Astrolojinin Bilimsel Temelini Yeniden Düşünmek
Binlerce yıldır o zifiri karanlığa, o parıldayan kozmik uçuruma bakakaldık ve aramızda bir bağ hissettik. Bu, derin bir insan dürtüsü. Yıldızları görüp merak etmek: Biz de bunun bir parçası mıyız? Hayatlarımız, kaderimiz bu göksel örüntülerle iç içe mi? İşte astrolojinin özü budur; kadim olduğu kadar kalıcı bir fikir.
Sagan'ın İkiz Paradoksu
Carl Sagan, çığır açan serisinde buna bir göz attı kozmosBasit ve zarif mantığı büyük iddialara uygulamada ustaydı. Bir meydan okuma sundu: Güzel ve bilimsel bir düşünce deneyi: tek yumurta ikizleri.

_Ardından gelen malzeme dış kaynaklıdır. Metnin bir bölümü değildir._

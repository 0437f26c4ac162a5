//! `scheduler` crate — the cron/timezone-aware tick loop that fires
//! schedule-based triggers exactly once per scheduled instant and hands the
//! activation off to [`engine::Executor`].
//!
//! Owns the `schedules`/`schedule_runs` persistence concern through the
//! [`store::ScheduleStore`] trait, the same shape as `engine::store` — kept
//! separate from `db` so the tick loop's catchup/overlap/jitter math is
//! unit-testable without Postgres.

pub mod config;
pub mod cron_iter;
pub mod error;
pub mod lease;
pub mod model;
pub mod store;
pub mod tick;

pub use config::Config;
pub use cron_iter::{enumerate_due_times, parse_cron, parse_timezone};
pub use error::SchedulerError;
pub use lease::{AlwaysLeader, LeaderLease};
pub use model::{CatchupPolicy, OverlapPolicy, Schedule, ScheduleRunStatus, UpsertSchedule};
pub use store::ScheduleStore;
pub use tick::{run_forever, run_tick, schedule_idem_key, TickReport};

#[cfg(test)]
mod tests;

Aynı yerde, dakikalar arayla doğan bu çiftin astrolojik haritaları neredeyse ayırt edilemez. Astroloji doğruysa, hayatları benzer yollar izlemelidir. Ancak Sagan'ın da belirttiği gibi, kaderleri sıklıkla büyük ölçüde farklılaşır. Biri sanatçı, diğeri muhasebeci olur. Biri mutlu, diğeri değil. Ona göre bu, astrolojinin işe yaramadığının kanıtıydı. Konu kapandı mı?
Eh, o kadar da acele etmeyin. Evren her zaman ilk başta düşündüğümüzden daha incelikli ve birbiriyle bağlantılıdır.
Hikayenin Sonu: Ayrı Büyüyen İkizler
Bilim, gördüğünüz gibi, sürekli ilerliyor. Sagan'ın 1979-1999 yılları arasındaki serisinin ardından çığır açan bir çalışma başladı: Minnesota'da Ayrı Büyütülmüş İkizlerle İlgili ÇalışmaVe sonuçlar... vay canına. Gerçekten ağzınızı açık bırakacak cinsten.

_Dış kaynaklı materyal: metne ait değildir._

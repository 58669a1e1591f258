//! Single-producer / single-consumer bit queue
//!
//! Sixteen bits packed in one word with independent cursors. The input
//! interrupt writes, the main loop reads.
//!
//! There is no full condition: `write_index == read_index` always means
//! empty. Sixteen unread writes therefore make the queue look empty, and
//! every further write overwrites a slot that was never read. The reader
//! must drain faster than bits arrive; the scheduler does so by checking
//! the queue between every shift-register half-step.

use portable_atomic::{AtomicU16, AtomicU8, Ordering};

/// Number of slots
pub const QUEUE_CAPACITY: u8 = 16;

/// Fixed-capacity circular buffer of bits
///
/// The writer owns `data` and `write_index`, the reader owns `read_index`.
/// Each cursor update is a single atomic store, so neither side can observe
/// a torn cursor.
#[derive(Debug)]
pub struct BitQueue {
    data: AtomicU16,
    write_index: AtomicU8,
    read_index: AtomicU8,
}

impl Default for BitQueue {
    fn default() -> Self {
        Self::new()
    }
}

impl BitQueue {
    /// Create an empty queue
    pub const fn new() -> Self {
        Self {
            data: AtomicU16::new(0),
            write_index: AtomicU8::new(0),
            read_index: AtomicU8::new(0),
        }
    }

    /// Empty the queue
    ///
    /// Touches the writer's cursor: the writer must be quiescent or the
    /// call made from a critical section.
    pub fn reset(&self) {
        self.data.store(0, Ordering::Relaxed);
        self.read_index.store(0, Ordering::Relaxed);
        self.write_index.store(0, Ordering::Release);
    }

    /// Append a bit (producer side)
    pub fn write(&self, bit: bool) {
        let index = self.write_index.load(Ordering::Relaxed);
        let mask = 1u16 << index;
        let data = self.data.load(Ordering::Relaxed);
        let data = if bit { data | mask } else { data & !mask };
        self.data.store(data, Ordering::Relaxed);
        self.write_index
            .store((index + 1) % QUEUE_CAPACITY, Ordering::Release);
    }

    /// Take the oldest unread bit (consumer side)
    pub fn read(&self) -> Option<bool> {
        let index = self.read_index.load(Ordering::Relaxed);
        if index == self.write_index.load(Ordering::Acquire) {
            return None;
        }
        let bit = self.data.load(Ordering::Relaxed) & (1u16 << index) != 0;
        self.read_index
            .store((index + 1) % QUEUE_CAPACITY, Ordering::Release);
        Some(bit)
    }

    /// Check if there is nothing to read
    pub fn is_empty(&self) -> bool {
        self.read_index.load(Ordering::Relaxed) == self.write_index.load(Ordering::Acquire)
    }

    /// Number of unread bits (0-15)
    pub fn len(&self) -> u8 {
        let write = self.write_index.load(Ordering::Acquire);
        let read = self.read_index.load(Ordering::Relaxed);
        (write + QUEUE_CAPACITY - read) % QUEUE_CAPACITY
    }
}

Doğumda ayrılmış, ancak yetişkinlikte ilk kez karşılaşan ve... eh, inanılmaz benzerlikler keşfeden özdeş ikiz çiftleri buldular. En ünlüleri "Jim İkizleri". Dört haftalıkken ayrıldılar. 39 yaşında yeniden bir araya geldiler.
İkisi de Linda adında kadınlarla evlenmiş, boşanmış ve Betty adında kadınlarla yeniden evlenmişti. İkisinin de James adında bir oğlu vardı. İkisinin de Toy adında bir köpeği vardı. İkisi de aynı arabayı kullanıyor, aynı sigaraları içiyor ve hatta Florida'da aynı plajda tatile gidiyorlardı.
Peki, burada neler oluyor? Sagan'ın iddiası, aynı anda doğan ikizlerin farklı kaderler. Ancak burada aynı anda doğan ikizlerin şaşırtıcı derecede farklı olabileceğine dair kanıtlarımız var. benzer Birbirlerini tanımasalar bile.
Genlerimizdeki Hayalet... ve Kozmos'taki Hayalet?
Ana akım bilimsel açıklama elbette genetiktir. DNA'mızın gücü budur: çift sarmallı kod, kim olduğumuza dair şaşırtıcı derecede güçlü bir plandır. Ve sadece göz rengimiz değil, aynı zamanda mizacımız, tercihlerimiz ve yatkınlıklarımız da. Harika ve basit bir açıklama.
Epigenetiğin Yükselişi
Ama yeni bir alan var epigenetik hikayenin tamamının bu olmadığını gösteriyor. DNA'nızı dev bir yemek kitabı olarak düşünün. Epigenetik, çevresel ipuçlarına göre hangi tariflerin kullanılacağına karar veren usta şeftir. Yemek kitabının kendisi değişmez, ancak stres, beslenme, toksinler, aşk, soğuk, sıcak gibi çevresel faktörlere bağlı olarak şef hangi tariflerin kullanılacağına karar verir. Buraya küçük bir moleküler ayraç, oraya bir yapışkan not ekleyerek bu gene yüksek sesle, şu gene sessiz olmasını söyler.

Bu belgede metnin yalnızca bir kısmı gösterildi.